A researcher secretly observes shoppers in a grocery store and records how long they spend in each aisle. What is the most significant methodological limitation of this study?
AIt cannot produce numerical data
BIt cannot be replicated
CIt cannot establish what caused the observed behavior
DIt violates the scientific method
Descriptive methods — including naturalistic observation — document what happens but cannot determine why it happens or what caused it. The study can produce numerical data and can be replicated; it does follow the scientific method. The core limitation is that observation alone cannot rule out alternative explanations for the behavior observed.
Question 2 True / False
A researcher who openly announces they are observing a classroom has eliminated the Hawthorne effect from their study.
TTrue
FFalse
Answer: False
The Hawthorne effect (behavior change due to awareness of being observed) is actually more likely when participants know they are being watched. Covert observation reduces but does not fully eliminate reactivity. The Hawthorne effect cannot be simply eliminated by disclosure — disclosure may itself alter behavior in different ways.
Question 3 Short Answer
A psychologist wants to understand the daily experience of a single patient recovering from severe amnesia. Which descriptive method is most appropriate, and why?

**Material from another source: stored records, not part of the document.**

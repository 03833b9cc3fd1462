//! Defines the Abstract Syntax Tree (AST) for formulas.
use serde_json::Value;

#[derive(Debug, Clone, PartialEq)]
pub enum Expression {
    /// A number, string, boolean or `null`.
    Literal(Value),
    /// A bare identifier chain resolved through the path resolver
    /// (e.g., `price`, `item.price`, `orders.sum(total)`).
    Path(String),
    Array(Vec<Expression>),
    Object(Vec<(String, Expression)>),
    UnaryOp {
        op: UnaryOperator,
        expr: Box<Expression>,
    },
    BinaryOp {
        left: Box<Expression>,
        op: BinaryOperator,
        right: Box<Expression>,
    },
    Conditional {
        condition: Box<Expression>,
        then: Box<Expression>,
        otherwise: Box<Expression>,
    },
    FunctionCall {
        name: String,
        args: Vec<Expression>,
    },
    /// Postfix `target[index]` or `target.key`.
    Index {
        target: Box<Expression>,
        index: Box<Expression>,
    },
}

#[derive(Debug, Clone, Copy, PartialEq, Eq)]
pub enum UnaryOperator {
    Minus,
    Plus,
    Not,
}

#[derive(Debug, Clone, Copy, PartialEq, Eq)]
pub enum BinaryOperator {
    Or,
    And,
    Equals,
    NotEquals,
    StrictEquals,
    StrictNotEquals,
    LessThan,
    LessThanOrEqual,
    GreaterThan,
    GreaterThanOrEqual,
    Plus,
    Minus,
    Multiply,
    Divide,
    Modulo,
}

impl BinaryOperator {
    pub fn symbol(&self) -> &'static str {
        match self {
            BinaryOperator::Or => "||",
            BinaryOperator::And => "&&",
            BinaryOperator::Equals => "==",
            BinaryOperator::NotEquals => "!=",
            BinaryOperator::StrictEquals => "===",
            BinaryOperator::StrictNotEquals => "!==",
            BinaryOperator::LessThan => "<",
            BinaryOperator::LessThanOrEqual => "<=",
            BinaryOperator::GreaterThan => ">",
            BinaryOperator::GreaterThanOrEqual => ">=",
            BinaryOperator::Plus => "+",
            BinaryOperator::Minus => "-",
            BinaryOperator::Multiply => "*",
            BinaryOperator::Divide => "/",
            BinaryOperator::Modulo => "%",
        }
    }
}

Think about your answer, then reveal below.
Model answer: A case study, because it allows deep, longitudinal documentation of a rare or unique individual — something surveys and naturalistic observation cannot capture at the same level of detail.
Case studies are ideal when the phenomenon is rare, when individual-level depth matters more than generalizability, or when ethical or practical constraints make large-scale studies impossible. The tradeoff is low external validity — findings may not generalize to others.